Care homes, the new way to get old

Dutch health care example for UK revolution in care home design

According to an Dutch idea, older people need on-site restaurants, bars, village squares and beauty parlours. Is the UK is ready for a revolution in care home design? Imagine an older people’s care home that proudly goes by the motto: “Too much care is worse than too little care.” Imagine a care home with regular disco nights, film screenings, cash machines, a beauty parlour, hairdressers, a museum, a sculpture garden, a restaurant teeming with sugary treats such as apple pies and double chocolate puddings, and an on-site bar freely licensed to serve as much alcohol at it likes.
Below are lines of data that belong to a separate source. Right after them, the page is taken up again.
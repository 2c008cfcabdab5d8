//! Interactive login dialog
//!
//! Full-screen modal asking for a GitHub username and password. The field
//! values, validation and storage live in [`LoginPrompt`]; this module only
//! drives the terminal and translates key presses.

use std::io::{self, Stdout};

use crossterm::event::{KeyCode, KeyEvent, KeyModifiers};
use crossterm::execute;
use crossterm::terminal::{
    disable_raw_mode, enable_raw_mode, EnterAlternateScreen, LeaveAlternateScreen,
};
use crossterm::tty::IsTty;
use ratatui::backend::CrosstermBackend;
use ratatui::layout::{Alignment, Constraint, Direction, Layout, Margin, Rect};
use ratatui::style::Style;
use ratatui::text::Span;
use ratatui::widgets::{Block, Borders, Clear, Paragraph};
use ratatui::{Frame, Terminal};

use crate::core::credentials::CredentialStore;
use crate::core::login::{LoginField, LoginPrompt};
use crate::error::{GistlyError, Result};
use crate::tui::event::{DialogEvent, EventPump};
use crate::tui::theme::Theme;

/// How the dialog ended
#[derive(Debug, Clone, Copy, PartialEq, Eq)]
pub enum LoginOutcome {
    /// Credentials were validated and stored
    Submitted,
    /// User backed out without saving
    Cancelled,
}

// Form fields by index
const FIELD_USERNAME: usize = 0;
const FIELD_PASSWORD: usize = 1;
const FIELD_LOGIN: usize = 2;
const FIELD_CANCEL: usize = 3;
const FIELD_COUNT: usize = 4;

/// Whether a dialog can be shown at all
///
/// Rendering needs a terminal on stdout; keyboard input still works with
/// piped stdin because crossterm reads from the controlling tty.
pub fn is_interactive() -> bool {
    io::stdout().is_tty()
}

/// Modal login dialog over the whole terminal
pub struct LoginDialog {
    prompt: LoginPrompt,
    field: usize,
}

impl LoginDialog {
    /// Create a dialog, prefilling the username when one is known
    pub fn new(prefill: Option<&str>) -> Self {
        let prompt = LoginPrompt::open(prefill);
        let field = match prompt.focus() {
            LoginField::Username => FIELD_USERNAME,
            LoginField::Password => FIELD_PASSWORD,
        };

        Self { prompt, field }
    }

    /// Run the dialog until it settles on an outcome
    pub async fn run(mut self, store: &mut CredentialStore) -> Result<LoginOutcome> {
        let mut terminal = setup_terminal()?;
        let mut events = EventPump::new();

        let outcome = loop {
            terminal
                .draw(|frame| self.render(frame))
                .map_err(|e| GistlyError::Terminal(e.to_string()))?;

            match events.next().await {
                Some(DialogEvent::Key(key)) => {
                    if let Some(outcome) = self.handle_key(key, store) {
                        break outcome;
                    }
                }
                Some(DialogEvent::Resize) => {
                    // Redrawn on the next loop iteration
                }
                None => break LoginOutcome::Cancelled,
            }
        };

        restore_terminal(&mut terminal)?;
        Ok(outcome)
    }

    /// Apply one key press; `Some` means the dialog is done
    fn handle_key(&mut self, key: KeyEvent, store: &mut CredentialStore) -> Option<LoginOutcome> {
        match key.code {
            KeyCode::Esc => {
                self.prompt.cancel();
                return Some(LoginOutcome::Cancelled);
            }
            KeyCode::Char('c') if key.modifiers.contains(KeyModifiers::CONTROL) => {
                self.prompt.cancel();
                return Some(LoginOutcome::Cancelled);
            }
            KeyCode::Tab | KeyCode::Down => {
                self.focus_field((self.field + 1) % FIELD_COUNT);
            }
            KeyCode::BackTab | KeyCode::Up => {
                self.focus_field(if self.field == 0 {
                    FIELD_COUNT - 1
                } else {
                    self.field - 1
                });
            }
            KeyCode::Left | KeyCode::Right if self.field >= FIELD_LOGIN => {
                // Toggle between the two buttons
                self.focus_field(if self.field == FIELD_LOGIN {
                    FIELD_CANCEL
                } else {
                    FIELD_LOGIN
                });
            }
            KeyCode::Enter => match self.field {
                FIELD_USERNAME => self.focus_field(FIELD_PASSWORD),
                FIELD_CANCEL => {
                    self.prompt.cancel();
                    return Some(LoginOutcome::Cancelled);
                }
                // Password field and Login button both submit
                _ => {
                    if self.prompt.submit(store) {
                        return Some(LoginOutcome::Submitted);
                    }
                }
            },
            KeyCode::Backspace if self.field <= FIELD_PASSWORD => {
                self.prompt.backspace();
            }
            KeyCode::Char(c)
                if self.field <= FIELD_PASSWORD
                    && !key.modifiers.contains(KeyModifiers::CONTROL) =>
            {
                self.prompt.insert(c);
            }
            _ => {}
        }

        None
    }

    fn focus_field(&mut self, field: usize) {
        self.field = field;
        match field {
            FIELD_USERNAME => self.prompt.set_focus(LoginField::Username),
            FIELD_PASSWORD => self.prompt.set_focus(LoginField::Password),
            _ => {}
        }
    }

    fn render(&self, frame: &mut Frame) {
        let area = frame.area();

        // Calculate centered popup area
        let popup_width = 46.min(area.width);
        let popup_height = 13.min(area.height);
        let popup_x = (area.width.saturating_sub(popup_width)) / 2;
        let popup_y = (area.height.saturating_sub(popup_height)) / 2;
        let popup_area = Rect::new(popup_x, popup_y, popup_width, popup_height);

        // Clear the area behind the popup
        frame.render_widget(Clear, popup_area);

        let outer_block = Block::default()
            .title(" Login to GitHub ")
            .borders(Borders::ALL)
            .border_style(Style::default().fg(Theme::PRIMARY));
        frame.render_widget(outer_block, popup_area);

        let inner_area = popup_area.inner(Margin::new(1, 1));
        let chunks = Layout::default()
            .direction(Direction::Vertical)
            .constraints([
                Constraint::Length(3), // Username
                Constraint::Length(3), // Password
                Constraint::Length(1), // Message
                Constraint::Length(3), // Buttons
                Constraint::Length(1), // Help
            ])
            .split(inner_area);

        // Username field (field 0)
        let username_style = if self.field == FIELD_USERNAME {
            Theme::focused()
        } else {
            Theme::normal()
        };
        let username_text = if self.prompt.username().is_empty() && self.field != FIELD_USERNAME {
            Span::styled("GitHub username...", Theme::muted())
        } else {
            Span::raw(self.prompt.username())
        };
        let username_block = Block::default()
            .title(" Username ")
            .borders(Borders::ALL)
            .border_style(username_style);
        frame.render_widget(Paragraph::new(username_text).block(username_block), chunks[0]);

        // Password field (field 1), always rendered masked
        let password_style = if self.field == FIELD_PASSWORD {
            Theme::focused()
        } else {
            Theme::normal()
        };
        let masked = "•".repeat(self.prompt.password_len());
        let password_text = if masked.is_empty() && self.field != FIELD_PASSWORD {
            Span::styled("Password or token...", Theme::muted())
        } else {
            Span::raw(masked)
        };
        let password_block = Block::default()
            .title(" Password ")
            .borders(Borders::ALL)
            .border_style(password_style);
        frame.render_widget(Paragraph::new(password_text).block(password_block), chunks[1]);

        // Why the last submit was rejected
        if let Some(message) = self.prompt.message() {
            let message_paragraph = Paragraph::new(message).style(Theme::error());
            frame.render_widget(message_paragraph, chunks[2]);
        }

        // Buttons (fields 2 and 3)
        let button_chunks = Layout::default()
            .direction(Direction::Horizontal)
            .constraints([Constraint::Percentage(50), Constraint::Percentage(50)])
            .split(chunks[3]);

        let login_style = if self.field == FIELD_LOGIN {
            Theme::submit()
        } else {
            Theme::normal()
        };
        let login_block = Block::default().borders(Borders::ALL).border_style(login_style);
        let login_button = Paragraph::new("[ Login ]")
            .block(login_block)
            .alignment(Alignment::Center);
        frame.render_widget(login_button, button_chunks[0]);

        let cancel_style = if self.field == FIELD_CANCEL {
            Theme::focused()
        } else {
            Theme::normal()
        };
        let cancel_block = Block::default()
            .borders(Borders::ALL)
            .border_style(cancel_style);
        let cancel_button = Paragraph::new("[ Cancel ]")
            .block(cancel_block)
            .alignment(Alignment::Center);
        frame.render_widget(cancel_button, button_chunks[1]);

        // Help bar
        let help = Paragraph::new(" [Tab] Next field  [Enter] Submit  [Esc] Cancel")
            .style(Theme::muted());
        frame.render_widget(help, chunks[4]);
    }
}

/// Setup terminal for the dialog
fn setup_terminal() -> Result<Terminal<CrosstermBackend<Stdout>>> {
    enable_raw_mode().map_err(|e| GistlyError::Terminal(e.to_string()))?;
    let mut stdout = io::stdout();
    execute!(stdout, EnterAlternateScreen).map_err(|e| GistlyError::Terminal(e.to_string()))?;
    let backend = CrosstermBackend::new(stdout);
    let terminal = Terminal::new(backend).map_err(|e| GistlyError::Terminal(e.to_string()))?;
    Ok(terminal)
}

/// Restore terminal to normal state
fn restore_terminal(terminal: &mut Terminal<CrosstermBackend<Stdout>>) -> Result<()> {
    disable_raw_mode().map_err(|e| GistlyError::Terminal(e.to_string()))?;
    execute!(terminal.backend_mut(), LeaveAlternateScreen)
        .map_err(|e| GistlyError::Terminal(e.to_string()))?;
    terminal
        .show_cursor()
        .map_err(|e| GistlyError::Terminal(e.to_string()))?;
    Ok(())
}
No, this isn’t some surreal septuagenarian Willy Wonka-esque dream, it is in fact an innovative and - perhaps unsurprisingly – highly popular brand of care(free) home in the Netherlands that, to date, houses up to 6,000 people. The Humanitas Apartments for Life were set up by charismatic multimillionaire Dr Hans Becker in 1995. Initially opening in Rotterdam with 350 apartments in three complexes, the organisation has since grown to incorporate 3,000 apartments scattered over 30 sites across the Netherlands and has an annual turnover of £86m. Becker’s model has the explicit support of the Dutch government and even the former Dutch queen, and similar versions have been implemented as far afield as Asia, Australia and New Zealand. The 12-storey, 195-unit Humanitas Bergweg project in Rotterdam by EGM Architecten (1995) is a classic example of the Humanitas housing model. The ‘village square’ at its centre acts as the complex’s recreational hub. The concept behind Apartments for Life is as simple as it is revolutionary. Becker passionately rejects the West’s “cure and care” approach to housing older people as a destructive and debilitating institutional obsession that focuses undue attention on “handicaps and medical and hygienic problems.” According to Becker, “there is not much to cure when someone has Parkinson’s or Alzheimer’s” and “constant attenuation of medical issues will cause what is left of a [person’s] positive image to disappear.”......(source: Buiding.co.uk)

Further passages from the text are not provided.